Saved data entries

----

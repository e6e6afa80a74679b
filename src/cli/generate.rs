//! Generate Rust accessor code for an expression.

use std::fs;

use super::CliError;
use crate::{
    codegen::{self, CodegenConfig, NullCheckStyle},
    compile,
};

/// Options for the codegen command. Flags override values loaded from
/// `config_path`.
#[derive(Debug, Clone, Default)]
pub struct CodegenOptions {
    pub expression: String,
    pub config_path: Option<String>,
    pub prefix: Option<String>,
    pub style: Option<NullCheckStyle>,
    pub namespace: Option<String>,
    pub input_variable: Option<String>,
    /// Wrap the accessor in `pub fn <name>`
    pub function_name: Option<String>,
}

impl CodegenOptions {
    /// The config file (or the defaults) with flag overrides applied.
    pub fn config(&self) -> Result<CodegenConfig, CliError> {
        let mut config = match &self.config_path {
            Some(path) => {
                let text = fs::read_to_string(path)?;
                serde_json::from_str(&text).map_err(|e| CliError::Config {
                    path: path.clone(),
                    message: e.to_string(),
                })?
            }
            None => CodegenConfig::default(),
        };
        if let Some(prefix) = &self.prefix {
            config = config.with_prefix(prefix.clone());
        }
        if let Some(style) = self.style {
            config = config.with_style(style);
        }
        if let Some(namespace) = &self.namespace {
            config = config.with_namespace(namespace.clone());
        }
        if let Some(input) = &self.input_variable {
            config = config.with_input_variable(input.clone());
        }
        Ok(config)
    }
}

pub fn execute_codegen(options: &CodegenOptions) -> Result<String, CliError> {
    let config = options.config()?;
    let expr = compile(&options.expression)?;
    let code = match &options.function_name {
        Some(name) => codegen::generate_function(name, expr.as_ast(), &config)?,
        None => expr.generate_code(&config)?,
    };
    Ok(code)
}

----

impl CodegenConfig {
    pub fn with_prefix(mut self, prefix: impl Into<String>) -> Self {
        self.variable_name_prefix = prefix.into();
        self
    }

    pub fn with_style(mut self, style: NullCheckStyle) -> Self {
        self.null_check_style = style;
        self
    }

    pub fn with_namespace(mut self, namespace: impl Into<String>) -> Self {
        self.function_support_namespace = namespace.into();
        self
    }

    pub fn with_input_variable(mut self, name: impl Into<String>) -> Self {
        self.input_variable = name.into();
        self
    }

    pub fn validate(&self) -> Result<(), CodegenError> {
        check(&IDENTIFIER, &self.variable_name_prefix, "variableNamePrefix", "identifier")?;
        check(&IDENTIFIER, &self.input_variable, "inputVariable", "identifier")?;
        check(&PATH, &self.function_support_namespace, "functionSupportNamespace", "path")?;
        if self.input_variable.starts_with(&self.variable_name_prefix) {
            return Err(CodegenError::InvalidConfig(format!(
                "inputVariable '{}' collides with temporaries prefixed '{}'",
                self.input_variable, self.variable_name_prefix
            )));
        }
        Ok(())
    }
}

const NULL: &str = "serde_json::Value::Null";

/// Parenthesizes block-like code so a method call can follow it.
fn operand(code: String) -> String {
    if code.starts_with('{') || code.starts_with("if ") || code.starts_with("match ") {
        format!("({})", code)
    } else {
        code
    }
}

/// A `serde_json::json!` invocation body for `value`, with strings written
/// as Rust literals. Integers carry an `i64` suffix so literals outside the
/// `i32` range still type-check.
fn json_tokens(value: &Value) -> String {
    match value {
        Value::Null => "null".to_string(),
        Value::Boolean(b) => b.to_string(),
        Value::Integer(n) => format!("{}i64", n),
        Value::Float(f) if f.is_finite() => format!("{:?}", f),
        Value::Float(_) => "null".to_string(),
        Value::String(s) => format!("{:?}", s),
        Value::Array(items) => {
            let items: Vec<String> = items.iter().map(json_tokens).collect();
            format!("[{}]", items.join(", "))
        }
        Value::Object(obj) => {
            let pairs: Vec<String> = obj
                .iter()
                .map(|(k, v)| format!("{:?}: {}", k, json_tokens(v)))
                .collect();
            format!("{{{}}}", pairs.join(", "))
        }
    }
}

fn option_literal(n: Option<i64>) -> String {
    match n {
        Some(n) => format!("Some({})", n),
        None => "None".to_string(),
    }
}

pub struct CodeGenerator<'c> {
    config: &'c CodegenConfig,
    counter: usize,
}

----

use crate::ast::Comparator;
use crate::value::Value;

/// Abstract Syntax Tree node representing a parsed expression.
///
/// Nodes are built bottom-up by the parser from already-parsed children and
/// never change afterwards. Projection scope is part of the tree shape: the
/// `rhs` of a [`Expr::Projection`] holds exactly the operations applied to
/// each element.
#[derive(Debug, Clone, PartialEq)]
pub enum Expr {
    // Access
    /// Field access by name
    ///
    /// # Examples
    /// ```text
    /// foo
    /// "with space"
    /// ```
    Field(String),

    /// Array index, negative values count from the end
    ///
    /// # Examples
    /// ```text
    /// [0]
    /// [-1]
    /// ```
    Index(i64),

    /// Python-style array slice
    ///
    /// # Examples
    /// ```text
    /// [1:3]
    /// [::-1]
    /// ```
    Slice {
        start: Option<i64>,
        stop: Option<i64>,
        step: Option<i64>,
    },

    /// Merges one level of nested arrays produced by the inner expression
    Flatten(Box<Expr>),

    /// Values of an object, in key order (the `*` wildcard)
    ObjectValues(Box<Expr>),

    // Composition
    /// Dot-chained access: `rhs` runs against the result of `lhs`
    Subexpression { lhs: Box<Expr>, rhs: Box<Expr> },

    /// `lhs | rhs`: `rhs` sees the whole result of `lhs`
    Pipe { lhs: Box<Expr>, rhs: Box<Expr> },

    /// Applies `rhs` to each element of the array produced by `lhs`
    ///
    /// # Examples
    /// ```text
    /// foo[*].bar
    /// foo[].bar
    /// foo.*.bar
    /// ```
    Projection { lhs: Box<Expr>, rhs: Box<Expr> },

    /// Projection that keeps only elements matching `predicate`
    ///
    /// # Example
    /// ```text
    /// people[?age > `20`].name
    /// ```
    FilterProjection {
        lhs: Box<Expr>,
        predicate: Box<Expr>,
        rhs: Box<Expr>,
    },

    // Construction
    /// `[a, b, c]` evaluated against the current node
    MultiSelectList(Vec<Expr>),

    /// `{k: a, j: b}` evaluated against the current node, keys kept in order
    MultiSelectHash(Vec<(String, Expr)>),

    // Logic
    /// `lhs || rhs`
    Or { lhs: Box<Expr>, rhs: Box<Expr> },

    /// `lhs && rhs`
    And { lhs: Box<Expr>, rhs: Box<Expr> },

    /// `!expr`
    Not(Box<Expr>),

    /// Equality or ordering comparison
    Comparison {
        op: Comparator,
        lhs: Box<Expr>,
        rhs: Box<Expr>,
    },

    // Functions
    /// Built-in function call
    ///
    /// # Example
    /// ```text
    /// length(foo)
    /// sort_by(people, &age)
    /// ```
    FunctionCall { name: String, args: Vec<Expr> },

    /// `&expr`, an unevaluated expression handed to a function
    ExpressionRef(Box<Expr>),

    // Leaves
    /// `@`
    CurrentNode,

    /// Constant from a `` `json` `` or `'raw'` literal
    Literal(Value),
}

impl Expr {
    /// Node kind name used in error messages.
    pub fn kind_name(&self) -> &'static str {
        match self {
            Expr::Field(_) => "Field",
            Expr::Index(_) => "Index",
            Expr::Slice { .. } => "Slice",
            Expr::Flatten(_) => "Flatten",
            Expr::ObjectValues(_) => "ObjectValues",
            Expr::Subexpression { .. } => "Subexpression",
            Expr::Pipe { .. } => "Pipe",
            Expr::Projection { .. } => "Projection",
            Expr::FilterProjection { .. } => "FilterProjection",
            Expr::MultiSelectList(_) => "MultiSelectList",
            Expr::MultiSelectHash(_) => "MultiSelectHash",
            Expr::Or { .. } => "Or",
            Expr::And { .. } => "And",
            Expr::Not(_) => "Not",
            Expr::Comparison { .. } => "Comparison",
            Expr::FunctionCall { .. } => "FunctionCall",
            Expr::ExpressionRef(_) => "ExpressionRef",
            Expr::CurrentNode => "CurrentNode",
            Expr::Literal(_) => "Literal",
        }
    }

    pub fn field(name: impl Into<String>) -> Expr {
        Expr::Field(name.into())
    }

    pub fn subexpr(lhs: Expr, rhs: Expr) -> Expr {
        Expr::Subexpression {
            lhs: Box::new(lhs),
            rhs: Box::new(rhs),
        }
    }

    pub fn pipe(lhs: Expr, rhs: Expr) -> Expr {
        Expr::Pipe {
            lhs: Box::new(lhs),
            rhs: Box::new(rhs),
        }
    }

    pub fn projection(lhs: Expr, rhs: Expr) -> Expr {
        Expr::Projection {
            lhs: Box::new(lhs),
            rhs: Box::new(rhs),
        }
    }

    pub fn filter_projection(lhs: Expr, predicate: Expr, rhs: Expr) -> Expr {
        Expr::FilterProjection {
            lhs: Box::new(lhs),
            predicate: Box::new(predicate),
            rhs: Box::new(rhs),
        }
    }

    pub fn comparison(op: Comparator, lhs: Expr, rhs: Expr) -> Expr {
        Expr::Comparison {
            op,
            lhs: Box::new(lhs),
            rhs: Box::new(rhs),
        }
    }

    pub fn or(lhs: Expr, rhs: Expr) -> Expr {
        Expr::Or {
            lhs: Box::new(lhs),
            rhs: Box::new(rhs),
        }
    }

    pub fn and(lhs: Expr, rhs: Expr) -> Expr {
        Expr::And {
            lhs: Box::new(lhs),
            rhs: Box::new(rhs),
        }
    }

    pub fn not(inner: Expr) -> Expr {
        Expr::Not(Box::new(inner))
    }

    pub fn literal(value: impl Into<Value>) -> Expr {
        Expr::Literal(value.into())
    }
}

----

Show me all lines in the records that contain "derive".

#[derive(Debug, Clone, Default)]
#[derive(Debug, Clone, PartialEq)]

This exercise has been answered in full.